Aim of the task => Every line below that holds the word "from" must be listed.

Exercise material =>

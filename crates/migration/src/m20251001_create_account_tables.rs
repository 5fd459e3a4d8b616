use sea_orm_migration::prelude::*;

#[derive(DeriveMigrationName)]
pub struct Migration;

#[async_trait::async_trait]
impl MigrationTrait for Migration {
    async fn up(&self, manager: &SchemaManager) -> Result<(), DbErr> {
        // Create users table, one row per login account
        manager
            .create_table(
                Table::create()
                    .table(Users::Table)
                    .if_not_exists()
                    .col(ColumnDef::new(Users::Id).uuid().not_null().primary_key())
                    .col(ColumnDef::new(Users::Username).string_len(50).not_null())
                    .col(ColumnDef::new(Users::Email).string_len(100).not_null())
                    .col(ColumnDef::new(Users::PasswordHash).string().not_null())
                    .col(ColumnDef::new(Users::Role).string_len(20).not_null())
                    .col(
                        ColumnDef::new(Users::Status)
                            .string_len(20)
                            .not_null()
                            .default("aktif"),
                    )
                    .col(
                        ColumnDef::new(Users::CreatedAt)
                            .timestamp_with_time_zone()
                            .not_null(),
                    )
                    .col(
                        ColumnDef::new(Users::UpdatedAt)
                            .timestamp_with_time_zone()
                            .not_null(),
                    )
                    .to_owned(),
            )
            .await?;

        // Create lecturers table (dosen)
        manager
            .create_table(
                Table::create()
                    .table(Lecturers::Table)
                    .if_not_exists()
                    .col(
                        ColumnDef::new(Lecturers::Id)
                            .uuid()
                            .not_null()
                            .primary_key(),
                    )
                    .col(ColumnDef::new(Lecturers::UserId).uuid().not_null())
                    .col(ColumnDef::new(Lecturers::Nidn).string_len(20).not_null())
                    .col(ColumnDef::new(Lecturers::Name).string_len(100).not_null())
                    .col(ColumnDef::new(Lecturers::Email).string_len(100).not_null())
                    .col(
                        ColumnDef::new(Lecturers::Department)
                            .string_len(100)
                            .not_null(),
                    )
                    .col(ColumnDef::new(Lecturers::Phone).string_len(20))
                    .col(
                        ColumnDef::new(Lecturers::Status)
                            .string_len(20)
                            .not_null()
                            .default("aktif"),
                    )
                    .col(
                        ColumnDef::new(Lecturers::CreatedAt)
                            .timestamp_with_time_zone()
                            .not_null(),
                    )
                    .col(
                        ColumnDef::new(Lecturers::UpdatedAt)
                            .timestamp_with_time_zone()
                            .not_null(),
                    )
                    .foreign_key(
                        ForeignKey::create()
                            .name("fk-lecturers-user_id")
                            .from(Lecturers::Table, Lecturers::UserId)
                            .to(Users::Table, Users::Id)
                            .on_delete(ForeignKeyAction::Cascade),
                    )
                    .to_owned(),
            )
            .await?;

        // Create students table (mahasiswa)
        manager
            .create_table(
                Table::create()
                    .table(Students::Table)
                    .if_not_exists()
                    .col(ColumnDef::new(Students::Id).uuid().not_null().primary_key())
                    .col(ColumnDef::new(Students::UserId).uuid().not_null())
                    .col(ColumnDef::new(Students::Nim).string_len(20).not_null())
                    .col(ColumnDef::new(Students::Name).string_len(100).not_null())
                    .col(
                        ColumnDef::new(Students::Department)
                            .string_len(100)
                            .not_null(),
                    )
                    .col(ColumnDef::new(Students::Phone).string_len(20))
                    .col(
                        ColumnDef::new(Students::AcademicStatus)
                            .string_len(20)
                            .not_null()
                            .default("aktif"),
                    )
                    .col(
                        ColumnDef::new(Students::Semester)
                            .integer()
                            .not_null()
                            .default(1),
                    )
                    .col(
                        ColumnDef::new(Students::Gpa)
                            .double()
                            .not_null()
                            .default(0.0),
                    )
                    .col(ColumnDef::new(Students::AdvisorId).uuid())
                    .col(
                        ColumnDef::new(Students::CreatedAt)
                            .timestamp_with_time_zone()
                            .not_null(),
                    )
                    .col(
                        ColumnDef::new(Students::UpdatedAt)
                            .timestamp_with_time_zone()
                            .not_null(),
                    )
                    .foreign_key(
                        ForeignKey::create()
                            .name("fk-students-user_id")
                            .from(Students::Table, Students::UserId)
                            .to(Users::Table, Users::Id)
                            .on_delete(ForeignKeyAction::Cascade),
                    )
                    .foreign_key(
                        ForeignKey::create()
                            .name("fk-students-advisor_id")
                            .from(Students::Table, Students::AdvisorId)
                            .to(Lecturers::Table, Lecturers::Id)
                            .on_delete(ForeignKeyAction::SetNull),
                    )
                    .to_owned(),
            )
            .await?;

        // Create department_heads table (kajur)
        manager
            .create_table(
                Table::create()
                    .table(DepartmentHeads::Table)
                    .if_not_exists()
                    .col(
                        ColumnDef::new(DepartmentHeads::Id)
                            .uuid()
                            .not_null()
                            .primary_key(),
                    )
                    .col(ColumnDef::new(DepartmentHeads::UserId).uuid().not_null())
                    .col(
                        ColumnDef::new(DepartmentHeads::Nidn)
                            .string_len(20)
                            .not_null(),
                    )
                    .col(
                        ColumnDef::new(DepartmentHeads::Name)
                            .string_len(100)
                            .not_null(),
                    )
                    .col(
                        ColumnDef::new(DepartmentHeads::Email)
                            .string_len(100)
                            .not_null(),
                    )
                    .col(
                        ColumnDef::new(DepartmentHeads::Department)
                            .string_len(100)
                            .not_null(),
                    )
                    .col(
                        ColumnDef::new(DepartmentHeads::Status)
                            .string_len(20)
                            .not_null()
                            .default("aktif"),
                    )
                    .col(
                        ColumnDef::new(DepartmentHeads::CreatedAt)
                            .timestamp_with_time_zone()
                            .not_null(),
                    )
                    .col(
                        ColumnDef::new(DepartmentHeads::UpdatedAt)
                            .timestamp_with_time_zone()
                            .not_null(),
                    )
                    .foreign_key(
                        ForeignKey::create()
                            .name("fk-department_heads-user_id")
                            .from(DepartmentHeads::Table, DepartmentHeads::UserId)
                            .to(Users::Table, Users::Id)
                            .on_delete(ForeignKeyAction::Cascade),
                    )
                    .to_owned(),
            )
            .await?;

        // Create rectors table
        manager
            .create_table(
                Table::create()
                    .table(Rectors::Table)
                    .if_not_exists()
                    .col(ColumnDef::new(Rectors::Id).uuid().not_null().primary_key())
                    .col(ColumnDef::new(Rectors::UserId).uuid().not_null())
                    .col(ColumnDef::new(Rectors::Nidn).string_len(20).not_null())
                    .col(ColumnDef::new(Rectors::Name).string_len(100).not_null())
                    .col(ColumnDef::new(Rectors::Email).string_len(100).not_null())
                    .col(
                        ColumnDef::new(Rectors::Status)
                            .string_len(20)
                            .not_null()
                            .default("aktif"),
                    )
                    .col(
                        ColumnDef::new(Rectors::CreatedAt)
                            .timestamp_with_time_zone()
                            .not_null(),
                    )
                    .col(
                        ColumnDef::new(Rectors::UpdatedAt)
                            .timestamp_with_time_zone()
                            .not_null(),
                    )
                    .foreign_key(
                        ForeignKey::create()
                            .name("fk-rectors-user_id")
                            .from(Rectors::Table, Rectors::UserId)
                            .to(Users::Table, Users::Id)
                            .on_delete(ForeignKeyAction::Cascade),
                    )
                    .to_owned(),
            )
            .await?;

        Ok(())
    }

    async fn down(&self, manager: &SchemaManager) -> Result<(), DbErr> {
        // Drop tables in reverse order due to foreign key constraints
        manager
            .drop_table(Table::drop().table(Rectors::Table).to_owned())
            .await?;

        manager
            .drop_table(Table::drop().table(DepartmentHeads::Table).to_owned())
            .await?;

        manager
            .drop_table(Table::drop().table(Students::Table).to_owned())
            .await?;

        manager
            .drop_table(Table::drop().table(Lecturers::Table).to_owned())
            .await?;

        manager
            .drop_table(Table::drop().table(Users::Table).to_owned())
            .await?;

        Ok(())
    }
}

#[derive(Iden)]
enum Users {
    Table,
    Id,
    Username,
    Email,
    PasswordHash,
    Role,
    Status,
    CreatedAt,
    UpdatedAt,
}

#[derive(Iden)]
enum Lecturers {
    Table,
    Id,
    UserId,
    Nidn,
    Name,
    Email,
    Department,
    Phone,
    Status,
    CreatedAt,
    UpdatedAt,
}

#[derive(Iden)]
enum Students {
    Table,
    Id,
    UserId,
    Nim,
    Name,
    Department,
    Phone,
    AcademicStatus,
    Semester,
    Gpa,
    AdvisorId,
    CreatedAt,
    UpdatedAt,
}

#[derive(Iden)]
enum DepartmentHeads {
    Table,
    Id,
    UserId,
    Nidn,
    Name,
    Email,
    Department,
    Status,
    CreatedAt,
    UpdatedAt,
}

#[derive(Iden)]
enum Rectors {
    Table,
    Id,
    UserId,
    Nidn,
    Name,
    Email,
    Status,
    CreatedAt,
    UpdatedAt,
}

Answer to the exercise =>
                            .from(Lecturers::Table, Lecturers::UserId)
                            .from(Students::Table, Students::UserId)
                            .from(Students::Table, Students::AdvisorId)
                            .from(DepartmentHeads::Table, DepartmentHeads::UserId)
                            .from(Rectors::Table, Rectors::UserId)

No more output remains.